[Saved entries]
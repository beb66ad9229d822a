use std::path::PathBuf;

use thiserror::Error;

/// Errors raised by the estimation workflow
///
/// Library functions return [eyre::Result]; these variants are wrapped in the report and can be
/// recovered with `report.downcast_ref::<TmaxError>()`.
#[derive(Debug, Error)]
pub enum TmaxError {
    /// Inconsistent input data or settings, always raised before any forward solve
    #[error("Configuration error: {0}")]
    Configuration(String),

    /// A file could not be opened, created or read
    #[error("I/O error on {path:?}: {source}")]
    Io {
        path: PathBuf,
        #[source]
        source: std::io::Error,
    },

    /// A file was readable but its contents were not what we expected
    #[error("Malformed data in {path:?}: {message}")]
    Format { path: PathBuf, message: String },

    /// A checkpoint does not contain the record for a timepoint
    #[error("Checkpoint {path:?} has no record named {name}")]
    MissingRecord { path: PathBuf, name: String },

    #[error("Invalid geometry: {0}")]
    InvalidGeometry(String),

    /// The nonlinear forward solve did not converge
    #[error(
        "Forward solve did not converge at timepoint {timepoint} after {iterations} iterations (residual: {residual:.3e})"
    )]
    Convergence {
        timepoint: usize,
        iterations: usize,
        residual: f64,
    },

    #[error("Optimizer error: {0}")]
    Optimizer(String),
}

impl TmaxError {
    pub fn io(path: impl Into<PathBuf>, source: std::io::Error) -> Self {
        TmaxError::Io {
            path: path.into(),
            source,
        }
    }

    pub fn format(path: impl Into<PathBuf>, message: impl ToString) -> Self {
        TmaxError::Format {
            path: path.into(),
            message: message.to_string(),
        }
    }
}
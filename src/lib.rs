//! Estimation of regional active tension (Tmax) in the left ventricle
//!
//! Given a patient mesh and measured pressure-volume and regional strain data over a cardiac
//! cycle, tmaxopt searches one bounded Tmax field per timepoint such that a forward model of
//! the ventricle reproduces the data. Gradients come from adjoint blocks recorded on an
//! explicit [simulator::tape::DiffContext] during each forward solve, and the bounded problem
//! is solved with L-BFGS-B.
//!
//! The usual entrypoint is [entrypoints::fit], configured from a TOML file read with
//! [routines::settings::read_settings]. [entrypoints::fit_with] accepts custom forward models.

pub mod algorithms;
pub mod entrypoints;
pub mod error;
pub mod routines;
pub mod simulator;
pub mod structs;

pub mod prelude {
    pub use crate::algorithms::{validate, Status, TmaxEstimation};
    pub use crate::entrypoints::{fit, fit_with};
    pub use crate::error::TmaxError;
    pub use crate::routines::data::{read_targets, MeshLoader, NpzMeshLoader};
    pub use crate::routines::optimization::{
        minimize, EvaluationEvent, EvaluationObserver, ReducedFunctional,
    };
    pub use crate::routines::output::TmaxResult;
    pub use crate::routines::reduction::{Communicator, ControlSummary, SelfComm};
    pub use crate::routines::settings::{read_settings, Settings};
    pub use crate::simulator::regional::RegionalLaplaceModel;
    pub use crate::simulator::tape::{Block, DiffContext, Tape};
    pub use crate::simulator::{ForwardModel, ForwardProblem, ForwardSolution};
    pub use crate::structs::checkpoint::Checkpoint;
    pub use crate::structs::control::{ControlBounds, ControlSet, FieldLayout};
    pub use crate::structs::geometry::Geometry;
    pub use crate::structs::targets::TargetSeries;
    pub use crate::structs::trace::SimulationTrace;
}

EXERCISE> The records above are to be duplicated word for word.

TASK ANSWER>
repository beb66ad9229d822a
use std::path::PathBuf;

use thiserror::Error;

/// Errors raised by the estimation workflow
///
/// Library functions return [eyre::Result]; these variants are wrapped in the report and can be
/// recovered with `report.downcast_ref::<TmaxError>()`.
#[derive(Debug, Error)]
pub enum TmaxError {
    /// Inconsistent input data or settings, always raised before any forward solve
    #[error("Configuration error: {0}")]
    Configuration(String),

    /// A file could not be opened, created or read
    #[error("I/O error on {path:?}: {source}")]
    Io {
        path: PathBuf,
        #[source]
        source: std::io::Error,
    },

    /// A file was readable but its contents were not what we expected
    #[error("Malformed data in {path:?}: {message}")]
    Format { path: PathBuf, message: String },

    /// A checkpoint does not contain the record for a timepoint
    #[error("Checkpoint {path:?} has no record named {name}")]
    MissingRecord { path: PathBuf, name: String },

    #[error("Invalid geometry: {0}")]
    InvalidGeometry(String),

    /// The nonlinear forward solve did not converge
    #[error(
        "Forward solve did not converge at timepoint {timepoint} after {iterations} iterations (residual: {residual:.3e})"
    )]
    Convergence {
        timepoint: usize,
        iterations: usize,
        residual: f64,
    },

    #[error("Optimizer error: {0}")]
    Optimizer(String),
}

impl TmaxError {
    pub fn io(path: impl Into<PathBuf>, source: std::io::Error) -> Self {
        TmaxError::Io {
            path: path.into(),
            source,
        }
    }

    pub fn format(path: impl Into<PathBuf>, message: impl ToString) -> Self {
        TmaxError::Format {
            path: path.into(),
            message: message.to_string(),
        }
    }
}
filename src/lib.rs
//! Estimation of regional active tension (Tmax) in the left ventricle
//!
//! Given a patient mesh and measured pressure-volume and regional strain data over a cardiac
//! cycle, tmaxopt searches one bounded Tmax field per timepoint such that a forward model of
//! the ventricle reproduces the data. Gradients come from adjoint blocks recorded on an
//! explicit [simulator::tape::DiffContext] during each forward solve, and the bounded problem
//! is solved with L-BFGS-B.
//!
//! The usual entrypoint is [entrypoints::fit], configured from a TOML file read with
//! [routines::settings::read_settings]. [entrypoints::fit_with] accepts custom forward models.

pub mod algorithms;
pub mod entrypoints;
pub mod error;
pub mod routines;
pub mod simulator;
pub mod structs;

pub mod prelude {
    pub use crate::algorithms::{validate, Status, TmaxEstimation};
    pub use crate::entrypoints::{fit, fit_with};
    pub use crate::error::TmaxError;
    pub use crate::routines::data::{read_targets, MeshLoader, NpzMeshLoader};
    pub use crate::routines::optimization::{
        minimize, EvaluationEvent, EvaluationObserver, ReducedFunctional,
    };
    pub use crate::routines::output::TmaxResult;
    pub use crate::routines::reduction::{Communicator, ControlSummary, SelfComm};
    pub use crate::routines::settings::{read_settings, Settings};
    pub use crate::simulator::regional::RegionalLaplaceModel;
    pub use crate::simulator::tape::{Block, DiffContext, Tape};
    pub use crate::simulator::{ForwardModel, ForwardProblem, ForwardSolution};
    pub use crate::structs::checkpoint::Checkpoint;
    pub use crate::structs::control::{ControlBounds, ControlSet, FieldLayout};
    pub use crate::structs::geometry::Geometry;
    pub use crate::structs::targets::TargetSeries;
    pub use crate::structs::trace::SimulationTrace;
}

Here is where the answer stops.